WHAT YOU NEED TO DO:
Repeat all entries exactly.
====
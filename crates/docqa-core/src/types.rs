//! Domain types shared by the chunker, the stores and the retrieval engine.

use chrono::{DateTime, Utc};
use serde::{Deserialize, Serialize};
use std::collections::{BTreeMap, BTreeSet};
use std::fmt;

pub type ChunkId = String;
pub type DocumentId = String;
pub type SessionId = String;

/// Fresh session identifier, `session_<32 hex>`.
pub fn new_session_id() -> SessionId {
    format!("session_{}", uuid::Uuid::new_v4().simple())
}

pub fn new_document_id() -> DocumentId {
    uuid::Uuid::new_v4().simple().to_string()
}

/// Chunk ids are `<document_id>:<sequence_index>`, unique per document position.
pub fn chunk_id(document_id: &str, sequence_index: usize) -> ChunkId {
    format!("{document_id}:{sequence_index}")
}

/// An uploaded document. Owned by exactly one session.
#[derive(Debug, Clone, Serialize, Deserialize)]
pub struct Document {
    pub document_id: DocumentId,
    pub session_id: SessionId,
    pub filename: String,
    pub raw_text: String,
    pub upload_time: DateTime<Utc>,
}

impl Document {
    pub fn new(session_id: &str, filename: &str, raw_text: impl Into<String>) -> Self {
        Self {
            document_id: new_document_id(),
            session_id: session_id.to_string(),
            filename: filename.to_string(),
            raw_text: raw_text.into(),
            upload_time: Utc::now(),
        }
    }
}

/// A contiguous fragment of a document's text, the unit of retrieval.
///
/// - `char_start`/`char_end`: half-open range in *characters* (not bytes)
///   into the document's raw text, `char_start < char_end`
/// - `page_number`: 1-based page the chunk starts on, when the extracted
///   text carried form-feed page breaks
#[derive(Debug, Clone, PartialEq, Eq, Serialize, Deserialize)]
pub struct Chunk {
    pub chunk_id: ChunkId,
    pub document_id: DocumentId,
    pub session_id: SessionId,
    pub sequence_index: usize,
    pub text: String,
    pub char_start: usize,
    pub char_end: usize,
    pub page_number: Option<u32>,
}

/// A chunk after indexing: its embedding plus the lexical tokens that went
/// into the keyword index.
#[derive(Debug, Clone, Serialize, Deserialize)]
pub struct IndexedChunk {
    pub chunk: Chunk,
    pub embedding: Vec<f32>,
    pub lexical_tokens: Vec<String>,
}

/// Snapshot of a session: the isolation boundary for every retrieval.
#[derive(Debug, Clone, Serialize, Deserialize)]
pub struct Session {
    pub session_id: SessionId,
    pub created_at: DateTime<Utc>,
    pub document_ids: BTreeSet<DocumentId>,
}

/// The independent retrieval methods.
#[derive(Debug, Clone, Copy, PartialEq, Eq, PartialOrd, Ord, Hash, Serialize, Deserialize)]
#[serde(rename_all = "lowercase")]
pub enum StrategyKind {
    Semantic,
    Keyword,
    Reference,
    Fallback,
}

impl StrategyKind {
    pub const ALL: [StrategyKind; 4] = [Self::Semantic, Self::Keyword, Self::Reference, Self::Fallback];

    pub fn as_str(self) -> &'static str {
        match self {
            Self::Semantic => "semantic",
            Self::Keyword => "keyword",
            Self::Reference => "reference",
            Self::Fallback => "fallback",
        }
    }
}

impl fmt::Display for StrategyKind {
    fn fmt(&self, f: &mut fmt::Formatter<'_>) -> fmt::Result {
        f.write_str(self.as_str())
    }
}

/// A raw hit from one strategy, before normalization.
///
/// `raw_score` is strategy specific; higher is always better.
#[derive(Debug, Clone, Serialize, Deserialize)]
pub struct SearchCandidate {
    pub chunk_id: ChunkId,
    pub document_id: DocumentId,
    pub filename: String,
    pub text: String,
    pub sequence_index: usize,
    pub page_number: Option<u32>,
    pub raw_score: f32,
    pub strategy: StrategyKind,
}

/// A fused, deduplicated result with a confidence in `[0, 1]`.
#[derive(Debug, Clone, Serialize, Deserialize)]
pub struct RankedResult {
    pub chunk_id: ChunkId,
    pub document_id: DocumentId,
    pub filename: String,
    pub text: String,
    pub sequence_index: usize,
    pub page_number: Option<u32>,
    pub confidence: f32,
    pub contributing_strategies: BTreeSet<StrategyKind>,
    /// Normalized per-strategy scores that went into `confidence`.
    pub strategy_scores: BTreeMap<StrategyKind, f32>,
}

/// Which strategies produced the final context, as reported to the
/// generation side.
#[derive(Debug, Clone, Copy, PartialEq, Eq, Serialize, Deserialize)]
#[serde(rename_all = "lowercase")]
pub enum SearchMethod {
    Semantic,
    Keyword,
    Reference,
    Hybrid,
    Fallback,
    None,
}

impl SearchMethod {
    pub fn from_results(results: &[RankedResult]) -> Self {
        let used: BTreeSet<StrategyKind> = results
            .iter()
            .flat_map(|r| r.contributing_strategies.iter().copied())
            .collect();
        let mut iter = used.into_iter();
        match (iter.next(), iter.next()) {
            (None, _) => Self::None,
            (Some(only), None) => only.into(),
            (Some(_), Some(_)) => Self::Hybrid,
        }
    }

    pub fn as_str(self) -> &'static str {
        match self {
            Self::Semantic => "semantic",
            Self::Keyword => "keyword",
            Self::Reference => "reference",
            Self::Hybrid => "hybrid",
            Self::Fallback => "fallback",
            Self::None => "none",
        }
    }
}

impl From<StrategyKind> for SearchMethod {
    fn from(kind: StrategyKind) -> Self {
        match kind {
            StrategyKind::Semantic => Self::Semantic,
            StrategyKind::Keyword => Self::Keyword,
            StrategyKind::Reference => Self::Reference,
            StrategyKind::Fallback => Self::Fallback,
        }
    }
}

impl fmt::Display for SearchMethod {
    fn fmt(&self, f: &mut fmt::Formatter<'_>) -> fmt::Result {
        f.write_str(self.as_str())
    }
}

#[cfg(test)]
mod tests {
    use super::*;

    fn result(strategies: &[StrategyKind]) -> RankedResult {
        RankedResult {
            chunk_id: "d:0".into(),
            document_id: "d".into(),
            filename: "a.txt".into(),
            text: "x".into(),
            sequence_index: 0,
            page_number: None,
            confidence: 0.5,
            contributing_strategies: strategies.iter().copied().collect(),
            strategy_scores: BTreeMap::new(),
        }
    }

    #[test]
    fn search_method_reflects_contributors() {
        assert_eq!(SearchMethod::from_results(&[]), SearchMethod::None);
        assert_eq!(
            SearchMethod::from_results(&[result(&[StrategyKind::Keyword]), result(&[StrategyKind::Keyword])]),
            SearchMethod::Keyword
        );
        assert_eq!(SearchMethod::from_results(&[result(&[StrategyKind::Fallback])]), SearchMethod::Fallback);
        assert_eq!(
            SearchMethod::from_results(&[result(&[StrategyKind::Semantic]), result(&[StrategyKind::Reference])]),
            SearchMethod::Hybrid
        );
    }

    #[test]
    fn chunk_ids_are_positional() {
        assert_eq!(chunk_id("abc", 3), "abc:3");
        assert!(new_session_id().starts_with("session_"));
    }
}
====
RESULT:
filename crates/docqa-core/src/types.rs
//! Domain types shared by the chunker, the stores and the retrieval engine.

use chrono::{DateTime, Utc};
use serde::{Deserialize, Serialize};
use std::collections::{BTreeMap, BTreeSet};
use std::fmt;

pub type ChunkId = String;
pub type DocumentId = String;
pub type SessionId = String;

/// Fresh session identifier, `session_<32 hex>`.
pub fn new_session_id() -> SessionId {
    format!("session_{}", uuid::Uuid::new_v4().simple())
}

pub fn new_document_id() -> DocumentId {
    uuid::Uuid::new_v4().simple().to_string()
}

/// Chunk ids are `<document_id>:<sequence_index>`, unique per document position.
pub fn chunk_id(document_id: &str, sequence_index: usize) -> ChunkId {
    format!("{document_id}:{sequence_index}")
}

/// An uploaded document. Owned by exactly one session.
#[derive(Debug, Clone, Serialize, Deserialize)]
pub struct Document {
    pub document_id: DocumentId,
    pub session_id: SessionId,
    pub filename: String,
    pub raw_text: String,
    pub upload_time: DateTime<Utc>,
}

impl Document {
    pub fn new(session_id: &str, filename: &str, raw_text: impl Into<String>) -> Self {
        Self {
            document_id: new_document_id(),
            session_id: session_id.to_string(),
            filename: filename.to_string(),
            raw_text: raw_text.into(),
            upload_time: Utc::now(),
        }
    }
}

/// A contiguous fragment of a document's text, the unit of retrieval.
///
/// - `char_start`/`char_end`: half-open range in *characters* (not bytes)
///   into the document's raw text, `char_start < char_end`
/// - `page_number`: 1-based page the chunk starts on, when the extracted
///   text carried form-feed page breaks
#[derive(Debug, Clone, PartialEq, Eq, Serialize, Deserialize)]
pub struct Chunk {
    pub chunk_id: ChunkId,
    pub document_id: DocumentId,
    pub session_id: SessionId,
    pub sequence_index: usize,
    pub text: String,
    pub char_start: usize,
    pub char_end: usize,
    pub page_number: Option<u32>,
}

/// A chunk after indexing: its embedding plus the lexical tokens that went
/// into the keyword index.
#[derive(Debug, Clone, Serialize, Deserialize)]
pub struct IndexedChunk {
    pub chunk: Chunk,
    pub embedding: Vec<f32>,
    pub lexical_tokens: Vec<String>,
}

/// Snapshot of a session: the isolation boundary for every retrieval.
#[derive(Debug, Clone, Serialize, Deserialize)]
pub struct Session {
    pub session_id: SessionId,
    pub created_at: DateTime<Utc>,
    pub document_ids: BTreeSet<DocumentId>,
}

/// The independent retrieval methods.
#[derive(Debug, Clone, Copy, PartialEq, Eq, PartialOrd, Ord, Hash, Serialize, Deserialize)]
#[serde(rename_all = "lowercase")]
pub enum StrategyKind {
    Semantic,
    Keyword,
    Reference,
    Fallback,
}

impl StrategyKind {
    pub const ALL: [StrategyKind; 4] = [Self::Semantic, Self::Keyword, Self::Reference, Self::Fallback];

    pub fn as_str(self) -> &'static str {
        match self {
            Self::Semantic => "semantic",
            Self::Keyword => "keyword",
            Self::Reference => "reference",
            Self::Fallback => "fallback",
        }
    }
}

impl fmt::Display for StrategyKind {
    fn fmt(&self, f: &mut fmt::Formatter<'_>) -> fmt::Result {
        f.write_str(self.as_str())
    }
}

/// A raw hit from one strategy, before normalization.
///
/// `raw_score` is strategy specific; higher is always better.
#[derive(Debug, Clone, Serialize, Deserialize)]
pub struct SearchCandidate {
    pub chunk_id: ChunkId,
    pub document_id: DocumentId,
    pub filename: String,
    pub text: String,
    pub sequence_index: usize,
    pub page_number: Option<u32>,
    pub raw_score: f32,
    pub strategy: StrategyKind,
}

/// A fused, deduplicated result with a confidence in `[0, 1]`.
#[derive(Debug, Clone, Serialize, Deserialize)]
pub struct RankedResult {
    pub chunk_id: ChunkId,
    pub document_id: DocumentId,
    pub filename: String,
    pub text: String,
    pub sequence_index: usize,
    pub page_number: Option<u32>,
    pub confidence: f32,
    pub contributing_strategies: BTreeSet<StrategyKind>,
    /// Normalized per-strategy scores that went into `confidence`.
    pub strategy_scores: BTreeMap<StrategyKind, f32>,
}

/// Which strategies produced the final context, as reported to the
/// generation side.
#[derive(Debug, Clone, Copy, PartialEq, Eq, Serialize, Deserialize)]
#[serde(rename_all = "lowercase")]
pub enum SearchMethod {
    Semantic,
    Keyword,
    Reference,
    Hybrid,
    Fallback,
    None,
}

impl SearchMethod {
    pub fn from_results(results: &[RankedResult]) -> Self {
        let used: BTreeSet<StrategyKind> = results
            .iter()
            .flat_map(|r| r.contributing_strategies.iter().copied())
            .collect();
        let mut iter = used.into_iter();
        match (iter.next(), iter.next()) {
            (None, _) => Self::None,
            (Some(only), None) => only.into(),
            (Some(_), Some(_)) => Self::Hybrid,
        }
    }

    pub fn as_str(self) -> &'static str {
        match self {
            Self::Semantic => "semantic",
            Self::Keyword => "keyword",
            Self::Reference => "reference",
            Self::Hybrid => "hybrid",
            Self::Fallback => "fallback",
            Self::None => "none",
        }
    }
}

impl From<StrategyKind> for SearchMethod {
    fn from(kind: StrategyKind) -> Self {
        match kind {
            StrategyKind::Semantic => Self::Semantic,
            StrategyKind::Keyword => Self::Keyword,
            StrategyKind::Reference => Self::Reference,
            StrategyKind::Fallback => Self::Fallback,
        }
    }
}

impl fmt::Display for SearchMethod {
    fn fmt(&self, f: &mut fmt::Formatter<'_>) -> fmt::Result {
        f.write_str(self.as_str())
    }
}

#[cfg(test)]
mod tests {
    use super::*;

    fn result(strategies: &[StrategyKind]) -> RankedResult {
        RankedResult {
            chunk_id: "d:0".into(),
            document_id: "d".into(),
            filename: "a.txt".into(),
            text: "x".into(),
            sequence_index: 0,
            page_number: None,
            confidence: 0.5,
            contributing_strategies: strategies.iter().copied().collect(),
            strategy_scores: BTreeMap::new(),
        }
    }

    #[test]
    fn search_method_reflects_contributors() {
        assert_eq!(SearchMethod::from_results(&[]), SearchMethod::None);
        assert_eq!(
            SearchMethod::from_results(&[result(&[StrategyKind::Keyword]), result(&[StrategyKind::Keyword])]),
            SearchMethod::Keyword
        );
        assert_eq!(SearchMethod::from_results(&[result(&[StrategyKind::Fallback])]), SearchMethod::Fallback);
        assert_eq!(
            SearchMethod::from_results(&[result(&[StrategyKind::Semantic]), result(&[StrategyKind::Reference])]),
            SearchMethod::Hybrid
        );
    }

    #[test]
    fn chunk_ids_are_positional() {
        assert_eq!(chunk_id("abc", 3), "abc:3");
        assert!(new_session_id().starts_with("session_"));
    }
}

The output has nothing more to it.